Catherine Hess said...

Mental health plays a huge role in overall health and wellness. The fact that mental health is overlooked during pre-participation examination leaves a lot of unknowns for the athletic trainers working with the athletes. I feel that it is not only important to evaluate mental health during PPEs, but also throughout the season, specifically following injury involving removal from play. PPEs already serve the purpose of gathering baseline information. I feel it is necessary to expand this in all settings to include mental health assessments. Coming from a Division 1 undergraduate program, the PPEs were extensive and included some aspect of mental health assessment. In addition, each team had an assigned sport psychologist whom they could meet with whenever needed. It is understandable that small schools may not include this, but I feel it is doing a disservice to the athletes.
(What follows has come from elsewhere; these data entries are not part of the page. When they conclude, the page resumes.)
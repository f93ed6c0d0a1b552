pub mod smoke;
use linfa::DatasetBase;
use linfa::traits::{Fit, Predict};
use linfa_reduction::Pca;
use ndarray::{Array2, Axis, concatenate};
use serde::Deserialize;

use crate::vectors::parse_bracketed_array;

/// Weight applied to embedding columns when auxiliary features are present.
const EMBEDDING_WEIGHT: f64 = 0.8;
/// Weight applied to the standardized auxiliary feature columns.
const FEATURE_WEIGHT: f64 = 0.2;

/// One event in the clustering request.
#[derive(Debug, Clone, Deserialize)]
pub struct EventRecord {
    pub id: String,
    pub embedding: EmbeddingInput,
    #[serde(default)]
    pub features: Option<Vec<f64>>,
}

/// Embedding payloads arrive either as a numeric list or as a stringified
/// bracketed array; both parse to the same vector.
#[derive(Debug, Clone, Deserialize)]
#[serde(untagged)]
pub enum EmbeddingInput {
    Values(Vec<f64>),
    Text(String),
}

impl EmbeddingInput {
    fn to_values(&self) -> Result<Vec<f64>, String> {
        match self {
            EmbeddingInput::Values(values) => Ok(values.clone()),
            EmbeddingInput::Text(text) => parse_bracketed_array(text),
        }
    }
}

#[derive(Debug)]
pub(super) struct ParsedBatch {
    pub ids: Vec<String>,
    pub vectors: Array2<f64>,
    pub features: Option<Array2<f64>>,
}

/// Parse records into an id list, an embedding matrix, and an optional
/// auxiliary feature matrix. All embeddings must share one dimension, and
/// auxiliary features are all-or-nothing across the batch.
pub(super) fn parse_records(records: &[EventRecord]) -> Result<ParsedBatch, String> {
    let mut ids = Vec::with_capacity(records.len());
    let mut rows = Vec::with_capacity(records.len());
    for record in records {
        let values = record.embedding.to_values()?;
        ids.push(record.id.clone());
        rows.push(values);
    }
    let vectors = rows_to_matrix(rows, "embedding")?;

    let with_features = records.iter().filter(|r| r.features.is_some()).count();
    let features = if with_features == 0 {
        None
    } else if with_features < records.len() {
        return Err("Auxiliary features must be present on every record or none".to_string());
    } else {
        let rows: Vec<Vec<f64>> = records
            .iter()
            .map(|record| record.features.clone().unwrap_or_default())
            .collect();
        Some(rows_to_matrix(rows, "feature")?)
    };

    Ok(ParsedBatch {
        ids,
        vectors,
        features,
    })
}

fn rows_to_matrix(rows: Vec<Vec<f64>>, kind: &str) -> Result<Array2<f64>, String> {
    let row_count = rows.len();
    let width = rows.first().map(Vec::len).unwrap_or(0);
    let mut flat = Vec::with_capacity(row_count * width);
    for (idx, row) in rows.into_iter().enumerate() {
        if row.len() != width {
            return Err(format!(
                "Inconsistent {kind} dimension at row {idx}: expected {width}, got {}",
                row.len()
            ));
        }
        flat.extend(row);
    }
    Array2::from_shape_vec((row_count, width), flat)
        .map_err(|err| format!("Building {kind} matrix failed: {err}"))
}

/// Z-score standardize each column (population standard deviation).
/// Zero-variance columns are centered only.
pub(super) fn standardize_columns(features: &Array2<f64>) -> Array2<f64> {
    let mut out = features.clone();
    for mut column in out.columns_mut() {
        let mean = column.mean().unwrap_or(0.0);
        let std = column.std(0.0);
        if std > 0.0 {
            column.mapv_inplace(|v| (v - mean) / std);
        } else {
            column.mapv_inplace(|v| v - mean);
        }
    }
    out
}

/// Combine embeddings with scaled auxiliary features. The embedding carries
/// the 0.8 weight and the features 0.2; without features the embedding
/// matrix passes through untouched.
pub(super) fn assemble_matrix(
    vectors: &Array2<f64>,
    features: Option<&Array2<f64>>,
) -> Result<Array2<f64>, String> {
    let Some(aux) = features else {
        return Ok(vectors.clone());
    };
    if aux.nrows() != vectors.nrows() {
        return Err(format!(
            "Feature row count {} does not match embedding row count {}",
            aux.nrows(),
            vectors.nrows()
        ));
    }
    let scaled = standardize_columns(aux);
    let weighted_vectors = vectors * EMBEDDING_WEIGHT;
    let weighted_features = scaled * FEATURE_WEIGHT;
    concatenate(
        Axis(1),
        &[weighted_vectors.view(), weighted_features.view()],
    )
    .map_err(|err| format!("Feature concatenation failed: {err}"))
}

/// Reduce the combined matrix with PCA when enabled and both the sample and
/// feature counts exceed the component count. The projection is an exact
/// SVD, so repeated runs produce identical output.
pub(super) fn maybe_reduce(
    matrix: Array2<f64>,
    use_pca: bool,
    n_components: usize,
) -> Result<Array2<f64>, String> {
    let (rows, cols) = matrix.dim();
    if !use_pca || rows <= n_components || cols <= n_components {
        return Ok(matrix);
    }
    let dataset = DatasetBase::from(matrix.clone());
    let pca = Pca::params(n_components)
        .fit(&dataset)
        .map_err(|err| format!("PCA fit failed: {err}"))?;
    let reduced: Array2<f64> = pca.predict(&matrix);
    Ok(reduced)
}

#[cfg(test)]
mod tests {
    use super::*;
    use ndarray::array;

    #[test]
    fn standardize_centers_and_scales_columns() {
        let features = array![[1.0, 10.0], [3.0, 10.0]];
        let scaled = standardize_columns(&features);
        // Column 0: mean 2, population std 1.
        assert!((scaled[[0, 0]] + 1.0).abs() < 1e-9);
        assert!((scaled[[1, 0]] - 1.0).abs() < 1e-9);
        // Zero-variance column is centered to zero.
        assert!(scaled[[0, 1]].abs() < 1e-9);
        assert!(scaled[[1, 1]].abs() < 1e-9);
    }

    #[test]
    fn assemble_applies_fixed_weights() {
        let vectors = array![[1.0, 2.0]];
        let features = array![[4.0]];
        let combined = assemble_matrix(&vectors, Some(&features)).unwrap();
        assert_eq!(combined.dim(), (1, 3));
        assert!((combined[[0, 0]] - 0.8).abs() < 1e-9);
        assert!((combined[[0, 1]] - 1.6).abs() < 1e-9);
        // Single-row feature column standardizes to zero before weighting.
        assert!(combined[[0, 2]].abs() < 1e-9);
    }

    #[test]
    fn assemble_without_features_passes_embeddings_through() {
        let vectors = array![[1.0, 2.0], [3.0, 4.0]];
        let combined = assemble_matrix(&vectors, None).unwrap();
        assert_eq!(combined, vectors);
    }

    #[test]
    fn parse_rejects_mismatched_embedding_dims() {
        let records = vec![
            EventRecord {
                id: "a".to_string(),
                embedding: EmbeddingInput::Values(vec![1.0, 2.0]),
                features: None,
            },
            EventRecord {
                id: "b".to_string(),
                embedding: EmbeddingInput::Values(vec![1.0]),
                features: None,
            },
        ];
        let err = parse_records(&records).unwrap_err();
        assert!(err.contains("Inconsistent embedding dimension"));
    }

    #[test]
    fn parse_rejects_partial_features() {
        let records = vec![
            EventRecord {
                id: "a".to_string(),
                embedding: EmbeddingInput::Values(vec![1.0]),
                features: Some(vec![0.5]),
            },
            EventRecord {
                id: "b".to_string(),
                embedding: EmbeddingInput::Values(vec![2.0]),
                features: None,
            },
        ];
        let err = parse_records(&records).unwrap_err();
        assert!(err.contains("every record or none"));
    }

    #[test]
    fn parse_accepts_stringified_embeddings() {
        let records = vec![EventRecord {
            id: "a".to_string(),
            embedding: EmbeddingInput::Text("[0.5, 1.5]".to_string()),
            features: None,
        }];
        let batch = parse_records(&records).unwrap();
        assert_eq!(batch.vectors, array![[0.5, 1.5]]);
    }

    #[test]
    fn reduce_is_skipped_for_small_batches() {
        let matrix = array![[1.0, 2.0], [3.0, 4.0]];
        let reduced = maybe_reduce(matrix.clone(), true, 50).unwrap();
        assert_eq!(reduced, matrix);
    }

    #[test]
    fn reduce_projects_to_requested_components() {
        let rows = 8;
        let cols = 5;
        let flat: Vec<f64> = (0..rows * cols).map(|v| (v % 7) as f64).collect();
        let matrix = Array2::from_shape_vec((rows, cols), flat).unwrap();
        let reduced = maybe_reduce(matrix, true, 2).unwrap();
        assert_eq!(reduced.dim(), (rows, 2));
    }
}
Gathering as much pertinent information as possible allows us as athletic trainers to do our job better. Keeping track of mental health status could help to improve rehabilitation and treatment compliance and outcomes and this is very important. In order for an athlete to perform at their best, they must be physically and mentally healthy, and there is an interplay between these two elements. Student-athletes with mental health conditions are statistically less likely to seek help and receive the help needed. By determining these individuals in need early, help can be arranged in order to intervene. Simply because mental health is not assessed or addressed does not mean that it is not a problem. Changes need to be made in order to provide the right information to allow athletic trainers to care for our athletes completely and as a whole.

Jane McDevitt said...


You bring up a great point. Mental health plays a role throughout the entire season. If we can identify an athlete with a mental health problem with the PPE, then if they get injured we can monitor their mental health better (e.g., using patient reported outcome measures to assess depression...), and provide better individualized care. For example, I probably would not give a depression PROM to an athlete throughout their rehab; however, if I know they are on anti-depressant medication or suggest in the PPE that they were depressed I would add that component to their rehab. Additionally, if we see changes in how they are performing that also may be related to their mental health that needs to be addressed. I also agree that no matter what division of high school or college the athlete participates in there should be a sport psychiatrist involved to help monitor mental health.